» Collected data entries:
◆ ◆ ◆ ◆ ◆ ◆ ◆
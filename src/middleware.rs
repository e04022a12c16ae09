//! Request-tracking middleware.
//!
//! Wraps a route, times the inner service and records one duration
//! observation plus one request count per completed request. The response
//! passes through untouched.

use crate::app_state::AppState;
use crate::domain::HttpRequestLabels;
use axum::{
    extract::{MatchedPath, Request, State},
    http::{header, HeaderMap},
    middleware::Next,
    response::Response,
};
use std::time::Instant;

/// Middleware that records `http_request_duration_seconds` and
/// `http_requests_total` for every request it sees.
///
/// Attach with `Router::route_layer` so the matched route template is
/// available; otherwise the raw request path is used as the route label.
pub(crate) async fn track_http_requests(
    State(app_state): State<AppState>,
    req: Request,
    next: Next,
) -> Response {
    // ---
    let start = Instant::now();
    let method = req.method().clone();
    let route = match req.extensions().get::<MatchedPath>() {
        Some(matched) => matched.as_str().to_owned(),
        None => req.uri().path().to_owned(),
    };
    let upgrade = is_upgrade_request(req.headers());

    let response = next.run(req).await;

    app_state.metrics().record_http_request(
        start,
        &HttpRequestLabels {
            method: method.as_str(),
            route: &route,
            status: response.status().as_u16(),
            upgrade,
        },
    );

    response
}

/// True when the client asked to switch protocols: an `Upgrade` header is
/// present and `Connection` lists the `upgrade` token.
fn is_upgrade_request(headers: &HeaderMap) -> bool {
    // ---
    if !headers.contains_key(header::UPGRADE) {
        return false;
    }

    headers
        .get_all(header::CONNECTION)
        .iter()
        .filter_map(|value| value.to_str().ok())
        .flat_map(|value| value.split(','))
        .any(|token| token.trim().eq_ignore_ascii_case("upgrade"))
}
◆ ◆ ◆ ◆ ◆ ◆ ◆
» Prompt: The string "token" marks the lines to copy; report each of them from the data above.

» Solution to the problem:
/// present and `Connection` lists the `upgrade` token.
        .any(|token| token.trim().eq_ignore_ascii_case("upgrade"))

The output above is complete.